Here are the 20 factors used to decide between employees and independent contractors.
1. Instructions. An employee is instructed when, where and how he or she is to work. An independent contractor determines when, where and how work is performed.
2. Training. The company may provide an employee training before the work is done. An independent contractors perform the job without training and uses his or her own methods.
3. Integration. An employee’s work is integrated into the company’s operation because it is important to the success of the company. An independent contractor’s work is independent of it.
4. Labor. An employee personally performs the work. An independent contractor can have others perform the work for him or her.
5. Hiring Assistants. An employee works for an employer who hires, supervises and pays employees. An independent contractor can hire, supervise, and pay his or her own employees.
6. Relationship. An employee has a continuing relationship with an employer. An independent contractor has an intermittent relationship.
7. Set Hours. An employee usually has set hours of work established by an employer. An independent contractor usually can set his or her own work hours.
8. Full-time. An employee works or may be required to work full-time for an employer. An independent contractor works for whom he or she chooses.
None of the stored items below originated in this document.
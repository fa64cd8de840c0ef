//! Partitioning of candidate strings into matches and non-matches.

use std::collections::BTreeSet;

use serde::Serialize;
use tracing::debug;

use crate::pattern::Pattern;

const CLASSIFY_TARGET: &str = "egret_core::classify";

/// Token displayed in place of the empty string.
pub const EMPTY_PLACEHOLDER: &str = "<empty>";

/// Returns the display form of a candidate string.
///
/// # Example
///
/// ```
/// use egret_core::display_string;
///
/// assert_eq!(display_string(""), "<empty>");
/// assert_eq!(display_string("evil"), "evil");
/// ```
#[must_use]
pub fn display_string(candidate: &str) -> &str {
    if candidate.is_empty() {
        EMPTY_PLACEHOLDER
    } else {
        candidate
    }
}

/// Sorted, disjoint matches and non-matches.
#[derive(Debug, Clone, Default, PartialEq, Eq, Serialize)]
pub struct Classification {
    matches: Vec<String>,
    non_matches: Vec<String>,
}

impl Classification {
    /// Strings that fully match, in ascending order.
    #[must_use]
    pub fn matches(&self) -> &[String] {
        &self.matches
    }

    /// Strings that do not fully match, in ascending order.
    #[must_use]
    pub fn non_matches(&self) -> &[String] {
        &self.non_matches
    }

    /// Counts of both partitions.
    #[must_use]
    pub fn stats(&self) -> ClassificationStats {
        ClassificationStats {
            matches: self.matches.len(),
            non_matches: self.non_matches.len(),
        }
    }
}

/// Partition sizes, reported by the statistics mode.
#[derive(Debug, Clone, Copy, Default, PartialEq, Eq, Serialize)]
pub struct ClassificationStats {
    /// Number of matching strings.
    pub matches: usize,
    /// Number of non-matching strings.
    pub non_matches: usize,
}

/// Classifies the union of engine candidates and user strings.
///
/// Duplicates across or within the two sources collapse to a single entry.
///
/// # Example
///
/// ```
/// use egret_core::{Pattern, classify};
///
/// let pattern = Pattern::compile("a*")?;
/// let result = classify(&pattern, ["", "b"], ["aa", "b"]);
/// assert_eq!(result.matches(), ["", "aa"]);
/// assert_eq!(result.non_matches(), ["b"]);
/// # Ok::<(), egret_core::PatternError>(())
/// ```
#[must_use]
pub fn classify<C, U>(pattern: &Pattern, candidates: C, user_strings: U) -> Classification
where
    C: IntoIterator,
    C::Item: Into<String>,
    U: IntoIterator,
    U::Item: Into<String>,
{
    let mut union: BTreeSet<String> = candidates.into_iter().map(Into::into).collect();
    union.extend(user_strings.into_iter().map(Into::into));

    let (matches, non_matches): (Vec<String>, Vec<String>) = union
        .into_iter()
        .partition(|candidate| pattern.full_match(candidate));

    debug!(
        target: CLASSIFY_TARGET,
        matches = matches.len(),
        non_matches = non_matches.len(),
        "classified candidate strings"
    );
    Classification {
        matches,
        non_matches,
    }
}

#[cfg(test)]
mod tests {
    use std::collections::BTreeSet;

    use rstest::rstest;

    use super::*;

    fn compiled(source: &str) -> Pattern {
        Pattern::compile(source).expect("pattern compiles")
    }

    #[test]
    fn empty_string_matches_star_and_sorts_first() {
        let pattern = compiled("a*");
        let result = classify(&pattern, ["aaa", ""], Vec::<String>::new());
        assert_eq!(result.matches(), ["", "aaa"]);
        let first = result.matches().first().expect("a match");
        assert_eq!(display_string(first), EMPTY_PLACEHOLDER);
    }

    #[test]
    fn union_collapses_duplicates_across_sources() {
        let pattern = compiled("evil");
        let result = classify(&pattern, ["evil", "good", "evil"], ["evil", "bad"]);
        assert_eq!(result.matches(), ["evil"]);
        assert_eq!(result.non_matches(), ["bad", "good"]);
    }

    #[rstest]
    #[case::anchored_alternation("a|ab", "ab", true)]
    #[case::substring_only("b", "abc", false)]
    #[case::backreference(r"(a)\1", "aa", true)]
    #[case::lookahead(r"(?=a)\w+", "abc", true)]
    fn classification_uses_full_match(
        #[case] source: &str,
        #[case] candidate: &str,
        #[case] expected: bool,
    ) {
        let pattern = compiled(source);
        let result = classify(&pattern, [candidate], Vec::<String>::new());
        assert_eq!(result.matches().contains(&candidate.to_owned()), expected);
        assert_eq!(result.non_matches().contains(&candidate.to_owned()), !expected);
    }

    #[test]
    fn partitions_cover_the_union_exactly() {
        let pattern = compiled("[a-c]+");
        let engine = ["abc", "xyz", "", "cab"];
        let user = ["zzz", "abc", "b"];
        let result = classify(&pattern, engine, user);

        let expected: BTreeSet<&str> = engine.iter().chain(user.iter()).copied().collect();
        let mut seen: BTreeSet<&str> = BTreeSet::new();
        for item in result.matches().iter().chain(result.non_matches()) {
            assert!(seen.insert(item.as_str()), "{item:?} appears twice");
        }
        assert_eq!(seen, expected);
        assert!(result.matches().iter().all(|s| pattern.full_match(s)));
        assert!(result.non_matches().iter().all(|s| !pattern.full_match(s)));
        assert!(result.matches().is_sorted());
        assert!(result.non_matches().is_sorted());
    }

    #[test]
    fn stats_count_partitions() {
        let pattern = compiled("x");
        let result = classify(&pattern, ["x", "y", "z"], Vec::<String>::new());
        assert_eq!(
            result.stats(),
            ClassificationStats {
                matches: 1,
                non_matches: 2
            }
        );
    }
}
9. Location. An employee usually works on the employer’s premises or at a location designated by the employer. An independent contractor may perform work where and when he or she chooses.
10. Control of work. An employer may require an employee to perform work in a set order or sequence. An independent contractor determines his or her own work order.
11. Reports. An employee may be required to submit work progress reports. An independent contractor need not.
12. Billing and Payment. An employee is generally paid by the hour, week or month. An independent contractor submits invoices and is paid by the job.
13. Expenses. An employer generally reimburses employees for business and travel expenses. An independent contractor is not reimbursed.
14. Tools. An employee is usually supplied by the employer with the tools, materials and equipment needed to work. An independent contractor provides his or her own.
15. Investment. An employee has little or no investment in the business. An independent contractor has a significant investment in his or her own business.
16. Profit and Loss. An employee does not have a profit or loss. An independent contractor can make or lose money on a job.
17. Exclusive Work. An employee generally provides work to one firm. An independent contractor is generally free to provide services to more than one unrelated firm at a time.
18. Availability to General Public. An employee does not offer services to the general public. An independent contractor does.
19. Termination. An employer has the right to fire an employee arbitrarily. An independent contractor has a contract and can not be fired as long as the specifications of the contract are met.
20. Quitting. An employee can quit work at any time without liability. An independent contractor has a contractual responsibility for satisfactory completion of work and is legally responsible for failure to complete it.